The paper tackles the efficiency bottlenecks of sequence models by studying structured pruning in selective structured state space models (SSMs), focusing on Mamba and hybrid architectures. It introduces Mamba-Shedder, a training-free pruning framework that targets Mamba blocks, SSM modules, Transformer subblocks, and channel groups to reduce compute and memory while preserving accuracy. Through extensive experiments on multiple Mamba and hybrid models (e.g., Mamba-2.8B, Zamba-2-2.7B, Hymba, Falcon-Mamba), the authors show that multi-granularity pruning can yield substantial inference speedups (up to ~1.4x) with modest or recoverable losses, especially after recovery tuning. The work offers practical guidance on which components drive efficiency versus accuracy across architectures, highlighting that targeted SSM pruning and MLP channel pruning can complement block pruning to achieve favorable efficiency-accuracy trade-offs in real-world deployment.

Abstract

Large pre-trained models have achieved outstanding results in sequence modeling.
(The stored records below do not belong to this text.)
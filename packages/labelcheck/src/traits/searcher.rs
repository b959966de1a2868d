//! Web searcher trait for supplementary ingredient lookups.
//!
//! The enricher issues one query per ingredient and attaches whatever
//! snippets come back. This trait abstracts over search providers
//! (Google Custom Search, Tavily, etc.); failures are the caller's to
//! absorb — the enricher degrades every failure to "no results".

use async_trait::async_trait;
use serde::{Deserialize, Serialize};
use std::collections::HashMap;
use std::sync::RwLock;

use crate::error::{AnalysisError, Result};
use crate::security::SearchCredentials;

/// One search hit: title, link, snippet as the provider returned them.
#[derive(Debug, Clone, Serialize, Deserialize)]
pub struct SearchResult {
    /// Result page title.
    pub title: Option<String>,

    /// Result URL.
    pub link: String,

    /// Snippet/description text.
    pub snippet: Option<String>,
}

impl SearchResult {
    /// Create a result from a link.
    pub fn new(link: impl Into<String>) -> Self {
        Self {
            title: None,
            link: link.into(),
            snippet: None,
        }
    }

    /// Add a title.
    pub fn with_title(mut self, title: impl Into<String>) -> Self {
        self.title = Some(title.into());
        self
    }

    /// Add a snippet.
    pub fn with_snippet(mut self, snippet: impl Into<String>) -> Self {
        self.snippet = Some(snippet.into());
        self
    }
}

/// External web search capability.
#[async_trait]
pub trait WebSearcher: Send + Sync {
    /// Search the web, returning up to `limit` result snippets.
    async fn search(&self, query: &str, limit: usize) -> Result<Vec<SearchResult>>;
}

/// Mock web searcher for testing.
#[derive(Default)]
pub struct MockWebSearcher {
    results: RwLock<HashMap<String, Vec<SearchResult>>>,
    failing_queries: RwLock<Vec<String>>,
}

impl MockWebSearcher {
    /// Create a new mock searcher.
    pub fn new() -> Self {
        Self::default()
    }

    /// Script results for a query.
    pub fn with_results(self, query: &str, results: Vec<SearchResult>) -> Self {
        self.results
            .write()
            .unwrap()
            .insert(query.to_string(), results);
        self
    }

    /// Make a query fail, for testing degradation paths.
    pub fn with_failure(self, query: &str) -> Self {
        self.failing_queries.write().unwrap().push(query.to_string());
        self
    }
}

#[async_trait]
impl WebSearcher for MockWebSearcher {
    async fn search(&self, query: &str, limit: usize) -> Result<Vec<SearchResult>> {
        if self.failing_queries.read().unwrap().iter().any(|q| q == query) {
            return Err(AnalysisError::Search("mock quota exceeded".into()));
        }
        let mut results = self
            .results
            .read()
            .unwrap()
            .get(query)
            .cloned()
            .unwrap_or_default();
        results.truncate(limit);
        Ok(results)
    }
}

/// Google Custom Search-backed searcher.
pub struct GoogleWebSearcher {
    credentials: SearchCredentials,
    client: reqwest::Client,
}

impl GoogleWebSearcher {
    /// Create a new searcher from credentials.
    pub fn new(credentials: SearchCredentials) -> Self {
        Self {
            credentials,
            client: reqwest::Client::new(),
        }
    }
}

#[async_trait]
impl WebSearcher for GoogleWebSearcher {
    async fn search(&self, query: &str, limit: usize) -> Result<Vec<SearchResult>> {
        #[derive(Deserialize)]
        struct Response {
            #[serde(default)]
            items: Vec<Item>,
        }

        #[derive(Deserialize)]
        struct Item {
            title: Option<String>,
            link: String,
            snippet: Option<String>,
        }

        let response = self
            .client
            .get("https://www.googleapis.com/customsearch/v1")
            .query(&[
                ("key", self.credentials.api_key.expose()),
                ("cx", &self.credentials.engine_id),
                ("q", query),
                ("num", &limit.to_string()),
            ])
            .send()
            .await
            .map_err(|e| AnalysisError::Search(Box::new(e)))?;

        if !response.status().is_success() {
            let status = response.status();
            return Err(AnalysisError::Search(
                format!("Custom Search API error: {}", status).into(),
            ));
        }

        let parsed: Response = response
            .json()
            .await
            .map_err(|e| AnalysisError::Search(Box::new(e)))?;

        Ok(parsed
            .items
            .into_iter()
            .map(|item| {
                let mut result = SearchResult::new(item.link);
                if let Some(title) = item.title {
                    result = result.with_title(title);
                }
                if let Some(snippet) = item.snippet {
                    result = result.with_snippet(snippet);
                }
                result
            })
            .collect())
    }
}

#[cfg(test)]
mod tests {
    use super::*;

    #[tokio::test]
    async fn test_mock_searcher_scripted_results() {
        let searcher = MockWebSearcher::new().with_results(
            "aspartame safety",
            vec![
                SearchResult::new("https://a.example.com").with_snippet("snippet a"),
                SearchResult::new("https://b.example.com").with_snippet("snippet b"),
            ],
        );

        let results = searcher.search("aspartame safety", 10).await.unwrap();
        assert_eq!(results.len(), 2);
        assert_eq!(results[0].link, "https://a.example.com");
    }

    #[tokio::test]
    async fn test_mock_searcher_respects_limit() {
        let searcher = MockWebSearcher::new().with_results(
            "q",
            vec![
                SearchResult::new("https://a.example.com"),
                SearchResult::new("https://b.example.com"),
                SearchResult::new("https://c.example.com"),
            ],
        );

        let results = searcher.search("q", 1).await.unwrap();
        assert_eq!(results.len(), 1);
    }

    #[tokio::test]
    async fn test_mock_searcher_scripted_failure() {
        let searcher = MockWebSearcher::new().with_failure("bad query");
        assert!(searcher.search("bad query", 2).await.is_err());
    }
}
The Transformer block and its attention mechanism have been the main drivers of the success of these models. Recently, alternative architectures, such as Selective Structured State Space Models (SSMs), have been proposed to address the inefficiencies of Transformers. This paper explores the compression of SSM-based models, particularly Mamba and its hybrids. We study the sensitivity of these models to the removal of selected components at different granularities to reduce the model size and computational overhead, thus improving their efficiency while maintaining accuracy. The proposed solutions, collectively referred to as Mamba-Shedder, achieve a speedup of up to 1.4x during inference, demonstrating that model efficiency can be improved by eliminating several redundancies with minimal impact on the overall model performance. The code is available at https://github.com/IntelLabs/Hardware-Aware-Automated-Machine-Learning.

Paper Structure

This paper contains 32 sections, 1 equation, 4 figures, 13 tables, 2 algorithms.

Figures (4)

  • Figure 1: Overview of Mamba-Shedder. This figure illustrates the pruning strategy for three types of Mamba-based models. The first type includes Mamba models such as Mamba-1 mamba1, Mamba-2 mamba2, and Falcon-Mamba zuo2024falcon. The second type comprises Mamba + Transformers architectures, including Zamba glorioso2024zambacompact7bssm. The third type is Hymba dong2024hymba, a novel architecture with hybrid heads. Red dashed lines indicate potential removal. In Transformers, channel pruning can also be applied to MLP block (width pruning).
  • Figure 2: Pruning Mamba blocks. Avg. Accuracy indicates the average accuracy for seven tasks. The model composed of Mamba 1 blocks (left) can tolerate the removal of entire blocks without significantly increasing its perplexity or decreasing accuracy compared to Mamba-2 and Zamba-2. In all three models, removing each Mamba block reduces 0.04B parameters from the model. These are training-free results, and drops in accuracy can be reduced by a subsequent fine-tuning stage (§ 4.5).
  • Figure 3: Pruning SSM (S6 and SSD modules). Mamba-2.8B and Mamba2-2.7B have 64 SSM modules, while Zamba2-2.7B has 54 SSM (SSD) modules. Avg. Accuracy is for the seven tasks evaluated.
  • Figure 4: Close examination of the impact of removing Mamba blocks or SSMs from the two versions of Mamba models reveals distinct differences in their tolerance levels. Mamba-1 exhibits a higher tolerance for removing its blocks, while Mamba-2 exhibits greater tolerance for removing the SSM subcomponent.